D'une manière plus générale, les investissements publics ont lourdement contribué à la réduction des déficits au cours des années du quinquennat Hollande, une politique qui pourrait donc être poursuivie. Quel sera le prix à payer, à terme, de ces "économies" ?

Je ne vais pas juger avant que les choses soient faites. Il y a quand même un plan d'investissement de 50 milliards. On va regarder maintenant comment il va être mis en œuvre, et avec quel timing. Pour les infrastructures, les investissements publics ont contribué de façon importante à la réduction du déficit depuis 2011. Pour la France, l'investissement public a contribué à faire baisser les déficits structurels de 25%, mais ne représente que 6% de la dépense publique. Quand on regarde les pays qui ont connu les crises les plus sévères, comme l'Espagne ou l'Italie, ces montants sont encore bien supérieurs ; autour des 50%. Ce qui est aussi intéressant, c'est qu'il y a un début de reprise économique, avec l'emploi qui repart et les investissements qui augmentent, mais l'investissement public, seul point noir, continue de diminuer. Si on regarde en part dans le PIB, on est au plus bas de 1952. Même si, chez Emmanuel Macron, il semblerait y avoir la volonté de préserver l'investissement public, notamment en passant un contrat avec les collectivités locales, et en mettant en place son programme d'investissement de 50 milliards. Maintenant, il faut voir avec les arbitrages ce qui va réellement se réaliser.

A l'inverse de telles décisions, certains organismes internationaux, comme le FMI, ou l'OCDE, soutiennent les dépenses d'infrastructures, pour leur soutien à l'emploi, à la croissance potentielle, tout en pouvant être financées à faible coût. Pour un pays comme la France quel pourraient être les conséquences d'un véritable plan de soutien aux infrastructures?

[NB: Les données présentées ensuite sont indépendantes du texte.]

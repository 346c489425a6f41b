use lorrylog_core::db::open_db_in_memory;
use lorrylog_core::{
    import_rows, read_repair_rows, RepairRepository, SheetError, SqliteRepairRepository,
};
use std::fs::File;
use std::io::Write;
use std::path::Path;
use zip::write::SimpleFileOptions;
use zip::{CompressionMethod, ZipWriter};

const CONTENT_TYPES: &str = r#"<?xml version="1.0" encoding="UTF-8" standalone="yes"?>
<Types xmlns="http://schemas.openxmlformats.org/package/2006/content-types">
<Default Extension="rels" ContentType="application/vnd.openxmlformats-package.relationships+xml"/>
<Default Extension="xml" ContentType="application/xml"/>
<Override PartName="/xl/workbook.xml" ContentType="application/vnd.openxmlformats-officedocument.spreadsheetml.sheet.main+xml"/>
<Override PartName="/xl/worksheets/sheet1.xml" ContentType="application/vnd.openxmlformats-officedocument.spreadsheetml.worksheet+xml"/>
<Override PartName="/xl/styles.xml" ContentType="application/vnd.openxmlformats-officedocument.spreadsheetml.styles+xml"/>
</Types>"#;

const ROOT_RELS: &str = r#"<?xml version="1.0" encoding="UTF-8" standalone="yes"?>
<Relationships xmlns="http://schemas.openxmlformats.org/package/2006/relationships">
<Relationship Id="rId1" Type="http://schemas.openxmlformats.org/officeDocument/2006/relationships/officeDocument" Target="xl/workbook.xml"/>
</Relationships>"#;

const WORKBOOK_RELS: &str = r#"<?xml version="1.0" encoding="UTF-8" standalone="yes"?>
<Relationships xmlns="http://schemas.openxmlformats.org/package/2006/relationships">
<Relationship Id="rId1" Type="http://schemas.openxmlformats.org/officeDocument/2006/relationships/worksheet" Target="worksheets/sheet1.xml"/>
<Relationship Id="rId2" Type="http://schemas.openxmlformats.org/officeDocument/2006/relationships/styles" Target="styles.xml"/>
</Relationships>"#;

// Style 1 is the built-in short date format.
const STYLES: &str = r#"<?xml version="1.0" encoding="UTF-8" standalone="yes"?>
<styleSheet xmlns="http://schemas.openxmlformats.org/spreadsheetml/2006/main">
<cellXfs count="2"><xf numFmtId="0"/><xf numFmtId="14" applyNumberFormat="1"/></cellXfs>
</styleSheet>"#;

const HEADER: [&str; 5] = [
    "Vehicle Number",
    "Part Name",
    "KM Reading",
    "Repair Date",
    "Repair Type",
];

enum Cell<'a> {
    Text(&'a str),
    Number(f64),
    Date(f64),
}

fn write_workbook(path: &Path, date1904: bool, rows: &[[Cell<'_>; 5]]) {
    let workbook = format!(
        r#"<?xml version="1.0" encoding="UTF-8" standalone="yes"?>
<workbook xmlns="http://schemas.openxmlformats.org/spreadsheetml/2006/main" xmlns:r="http://schemas.openxmlformats.org/officeDocument/2006/relationships">
<workbookPr date1904="{}"/>
<sheets><sheet name="Repairs" sheetId="1" r:id="rId1"/></sheets>
</workbook>"#,
        if date1904 { "1" } else { "0" }
    );

    let mut sheet = String::from(
        r#"<?xml version="1.0" encoding="UTF-8" standalone="yes"?>
<worksheet xmlns="http://schemas.openxmlformats.org/spreadsheetml/2006/main"><sheetData>"#,
    );
    let header: [Cell<'_>; 5] = HEADER.map(Cell::Text);
    for (index, cells) in std::iter::once(&header).chain(rows).enumerate() {
        let row = index + 1;
        sheet.push_str(&format!(r#"<row r="{row}">"#));
        for (col, cell) in cells.iter().enumerate() {
            let reference = format!("{}{row}", char::from(b'A' + col as u8));
            let xml = match cell {
                Cell::Text(value) => {
                    format!(r#"<c r="{reference}" t="inlineStr"><is><t>{value}</t></is></c>"#)
                }
                Cell::Number(value) => format!(r#"<c r="{reference}"><v>{value}</v></c>"#),
                Cell::Date(serial) => {
                    format!(r#"<c r="{reference}" s="1"><v>{serial}</v></c>"#)
                }
            };
            sheet.push_str(&xml);
        }
        sheet.push_str("</row>");
    }
    sheet.push_str("</sheetData></worksheet>");

    let mut zip = ZipWriter::new(File::create(path).unwrap());
    let options = SimpleFileOptions::default().compression_method(CompressionMethod::Stored);
    for (name, body) in [
        ("[Content_Types].xml", CONTENT_TYPES),
        ("_rels/.rels", ROOT_RELS),
        ("xl/workbook.xml", workbook.as_str()),
        ("xl/_rels/workbook.xml.rels", WORKBOOK_RELS),
        ("xl/styles.xml", STYLES),
        ("xl/worksheets/sheet1.xml", sheet.as_str()),
    ] {
        zip.start_file(name, options).unwrap();
        zip.write_all(body.as_bytes()).unwrap();
    }
    zip.finish().unwrap();
}

#[test]
fn three_row_workbook_is_read_and_imported() {
    let dir = tempfile::tempdir().unwrap();
    let path = dir.path().join("repairs.xlsx");
    write_workbook(
        &path,
        false,
        &[
            [
                Cell::Text("TN01AB1234"),
                Cell::Text("Hub"),
                Cell::Number(45000.0),
                Cell::Date(45306.0),
                Cell::Text("Repair"),
            ],
            [
                Cell::Text("TN01AB1234"),
                Cell::Text("Gearbox"),
                Cell::Number(47500.0),
                Cell::Text("2024-03-02"),
                Cell::Text("Replacement"),
            ],
            [
                Cell::Text("KA05XY9999"),
                Cell::Text("Air Filter"),
                Cell::Number(12000.0),
                Cell::Text("2024-04-10"),
                Cell::Text("Replacement"),
            ],
        ],
    );

    let rows = read_repair_rows(&path).unwrap();
    assert_eq!(rows.len(), 3);

    let mut conn = open_db_in_memory().unwrap();
    let report = import_rows(&mut conn, &rows).unwrap();
    assert_eq!(report.inserted(), 3);

    let repo = SqliteRepairRepository::try_new(&conn).unwrap();
    assert_eq!(repo.count().unwrap(), 3);
    let history = repo.list_by_vehicle("TN01AB1234").unwrap();
    assert_eq!(history.len(), 2);
    assert_eq!(history[0].part_name, "Hub");
    assert_eq!(history[0].km_reading, 45000);
    assert_eq!(history[0].repair_date, "2024-01-15");
    assert_eq!(history[1].repair_date, "2024-03-02");
}

#[test]
fn workbook_in_1904_date_system_keeps_calendar_dates() {
    let dir = tempfile::tempdir().unwrap();
    let path = dir.path().join("mac.xlsx");
    write_workbook(
        &path,
        true,
        &[[
            Cell::Text("MH12CD5678"),
            Cell::Text("King Pin"),
            Cell::Number(80000.0),
            Cell::Date(43844.0),
            Cell::Text("Repair"),
        ]],
    );

    let rows = read_repair_rows(&path).unwrap();
    assert_eq!(rows[0].repair_date, "2024-01-15");
}

#[test]
fn missing_workbook_is_an_open_error() {
    let dir = tempfile::tempdir().unwrap();
    let err = read_repair_rows(dir.path().join("absent.xlsx")).unwrap_err();
    assert!(matches!(err, SheetError::Open(_)), "{err}");
}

Il y a plusieurs choses. D'abord, il faut recenser les besoins. On ne fait pas de l'investissement pour faire de l'investissement. C'est aussi pour satisfaire des besoins. On voit qu'on a, depuis un certain temps maintenant, un point de PIB de moins chaque année d'investissement public. Il y a des besoins d'investissements importants, qui sont soit liés à l'usure, soit à la transition numérique, le très haut débit, les infrastructures routières ou même la transition écologique. Surtout, il ne faut pas les retarder. Car plus on stagne, plus ça peut coûter cher de les faire. En ce moment, on bénéficie de conditions de financement extrêmement favorables, et avoir un rendement écologique et numérique très fort par rapport aux coûts. C'est un levier intéressant, qui peut avoir des effets bénéfiques sur la croissance au long terme. Les infrastructures sont aussi un bon moyen de lutter contre les inégalités du territoire par exemple, avec une France de plus en plus fracturée.